The vast expanse of the 54-nation African continent is relatively unserved and unwarned.

“Despite covering a fifth of the world’s total land area, Africa has the least developed land-based observation network of all continents, and one that is in a deteriorating state,” the WMO said in 2019.

And because of a lack of funding, the number of observations by atmospheric devices usually used with weather balloons decreased by as much as 50% over Africa between 2015 and 2020, a “particularly serious issue,” the WMO said in a report last year.

Fewer than 20% of sub-Saharan African countries provide reliable weather services, the report said. “Weather stations are so far apart that their data cannot be extrapolated to the local level due to the varying terrain and altitude.”

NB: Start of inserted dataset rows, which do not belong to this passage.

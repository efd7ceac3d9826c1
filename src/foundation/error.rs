/// Convenience result type used across collatz-weave.
pub type WeaveResult<T> = Result<T, WeaveError>;

/// Top-level error taxonomy used by the sketch APIs.
#[derive(thiserror::Error, Debug)]
pub enum WeaveError {
    /// Invalid user-provided configuration.
    #[error("validation error: {0}")]
    Validation(String),

    /// Invalid seed or arithmetic failure while generating a sequence.
    #[error("sequence error: {0}")]
    Sequence(String),

    /// Errors while issuing or rasterizing draw commands.
    #[error("render error: {0}")]
    Render(String),

    /// Errors when serializing or deserializing data structures.
    #[error("serialization error: {0}")]
    Serde(String),

    /// Wrapped lower-level error from dependencies or IO.
    #[error(transparent)]
    Other(#[from] anyhow::Error),
}

impl WeaveError {
    /// Build a [`WeaveError::Validation`] value.
    pub fn validation(msg: impl Into<String>) -> Self {
        Self::Validation(msg.into())
    }

    /// Build a [`WeaveError::Sequence`] value.
    pub fn sequence(msg: impl Into<String>) -> Self {
        Self::Sequence(msg.into())
    }

    /// Build a [`WeaveError::Render`] value.
    pub fn render(msg: impl Into<String>) -> Self {
        Self::Render(msg.into())
    }

    /// Build a [`WeaveError::Serde`] value.
    pub fn serde(msg: impl Into<String>) -> Self {
        Self::Serde(msg.into())
    }
}

impl From<serde_json::Error> for WeaveError {
    fn from(e: serde_json::Error) -> Self {
        Self::Serde(e.to_string())
    }
}

#[cfg(test)]
#[path = "../../tests/unit/foundation/error.rs"]
mod tests;
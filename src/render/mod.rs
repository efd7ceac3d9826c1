pub(crate) mod backend;
pub(crate) mod cpu;
pub(crate) mod frame;
pub(crate) mod passes;
pub(crate) mod pipeline;
pub(crate) mod plan;
pub(crate) mod recording;
pub(crate) mod transform;
pub(crate) mod collatz;
use rand::Rng;

use crate::{
    config::sketch::SketchConfig,
    foundation::core::FrameIndex,
    foundation::error::WeaveResult,
    render::{backend::GraphicsBackend, passes::execute_plan, plan::plan_frame},
};

/// Driver-owned animation progress. The only state that survives from one frame to the next.
#[derive(Clone, Copy, Debug, PartialEq, Eq)]
pub struct AnimationState {
    frame: FrameIndex,
    max_frames: u64,
    started: bool,
    stopped: bool,
}

impl AnimationState {
    /// `start` is floored at 1, the smallest valid sequence seed.
    pub fn new(start: FrameIndex, max_frames: u64) -> Self {
        Self {
            frame: start.floored(),
            max_frames,
            started: false,
            stopped: false,
        }
    }

    pub fn from_config(config: &SketchConfig) -> Self {
        Self::new(config.start_frame, config.max_frames)
    }

    /// Frame that the next call to [`FrameRenderer::render_frame`] will draw.
    pub fn frame(&self) -> FrameIndex {
        self.frame
    }

    pub fn max_frames(&self) -> u64 {
        self.max_frames
    }

    pub fn started(&self) -> bool {
        self.started
    }

    pub fn is_stopped(&self) -> bool {
        self.stopped
    }

    fn exhausted(&self) -> bool {
        self.frame.0 > self.max_frames
    }
}

/// What the driver should do after a frame.
#[derive(Clone, Copy, Debug, PartialEq, Eq)]
pub enum FrameStatus {
    Continue,
    Stop,
}

/// Per-frame scheduler: plans the frame's polyline and issues it to a [`GraphicsBackend`].
#[derive(Clone, Debug)]
pub struct FrameRenderer {
    config: SketchConfig,
}

impl FrameRenderer {
    pub fn new(config: SketchConfig) -> WeaveResult<Self> {
        config.validate()?;
        Ok(Self { config })
    }

    pub fn config(&self) -> &SketchConfig {
        &self.config
    }

    /// Draw the frame at `state.frame()` and advance the counter.
    ///
    /// The first call of a run repaints the background once. When the counter passes
    /// `max_frames` (or already starts past it) the backend is asked to stop, once, and
    /// [`FrameStatus::Stop`] is returned; calls after that draw nothing.
    #[tracing::instrument(skip_all, fields(frame = state.frame.0))]
    pub fn render_frame<R: Rng + ?Sized>(
        &self,
        state: &mut AnimationState,
        backend: &mut dyn GraphicsBackend,
        rng: &mut R,
    ) -> WeaveResult<FrameStatus> {
        if state.stopped {
            tracing::debug!("render_frame called after stop");
            return Ok(FrameStatus::Stop);
        }
        if state.exhausted() {
            state.stopped = true;
            backend.request_stop();
            tracing::info!(max_frames = state.max_frames, "no frames left to draw");
            return Ok(FrameStatus::Stop);
        }

        if !state.started {
            backend.set_background(self.config.background)?;
            state.started = true;
        }

        let frame = state.frame;
        let plan = plan_frame(&self.config, frame, rng)?;
        execute_plan(backend, &plan)?;
        backend.end_frame()?;
        tracing::debug!(segments = plan.segment_count(), "rendered frame");

        state.frame = frame.next();
        if state.exhausted() || frame.0 == u64::MAX {
            state.stopped = true;
            backend.request_stop();
            tracing::info!(last_frame = frame.0, "animation finished");
            return Ok(FrameStatus::Stop);
        }
        Ok(FrameStatus::Continue)
    }
}

#[cfg(test)]
#[path = "../../tests/unit/render/frame.rs"]
mod tests;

Now, 13 of the most data-sparse African countries, including Ethiopia, Madagascar and Congo, are getting money to improve weather data collection and sharing from a United Nations-created trust fund, the Systematic Observations Financing Facility. An older funding mechanism with many of the same partners, Climate Risk & Early Warning Systems, has supported modernizing meteorological systems in a half-dozen West and Central African countries.

And it’s not just forecasting. As climate shocks such as Somalia’s worst drought in decades become more common, better recording of weather data is a critical need for decision-making.

“For many people in the West, accurate weather forecasts often make lives more convenient: ‘Shall I take an umbrella along?’ In Africa, where many people depend on rain-fed agriculture, that is all a bit sharper,” said Nick van de Giesen, a professor of water resources management at Delft University of Technology in the Netherlands. “With a changing climate, traditional methods to determine, say, the onset of the rainy season are becoming less reliable. So, farmers regularly sow after a few rains, after which rains may fail and seeds will not germinate.”

That can be devastating during the current global food security crisis.

Van de Giesen is the co-director of the Trans-African Hydro-Meteorological Observatory, a project that has helped to set up about 650 low-cost local weather monitoring stations in collaboration with schools and other entities across 20 African countries. Not all of those surface monitoring stations are operational because of issues including threats by extremist groups that limit access for maintenance in areas such as Lake Chad.

“To be clear, TAHMO can never be a replacement of efficient and effective national weather services,” van de Giesen said, adding that many African governments still don’t have the needed resources or funding.

In countries like Somalia and Mozambique, with some of the continent’s longest and most vulnerable coastlines, the lack of effective weather monitoring and early warning systems have contributed to thousands of deaths in disasters such as tropical storms and flooding.

After Cyclone Idai ripped into central Mozambique in 2019, residents told The Associated Press they had received little or no warning from authorities. More than 1,000 people were killed, some swept away by floodwaters as loved ones clung to trees.

Cyclone Idai was the costliest disaster in Africa, at $1.9 billion, in the period from 1970 to 2019, according to a WMO report on weather extremes and their economic and personal tolls.

The lack of weather data in much of Africa also complicates efforts to link certain natural disasters to climate change.

Earlier this year, a collection of climate researchers known as World Weather Attribution said in a report that limited data made it impossible to “confidently evaluate” the role of climate change in flooding that killed hundreds of people in Congo and Rwanda around Lake Kivu in May.

“We urgently need robust climate data and research in this highly vulnerable region,” their report said.

Last year, the researchers expressed similar frustration in a study of erratic rainfall and hunger in West Africa’s Sahel region, citing “large uncertainties” in data.

They urged investments as simple as a network of rain gauges, saying that even small shifts in rainfall can affect millions of people.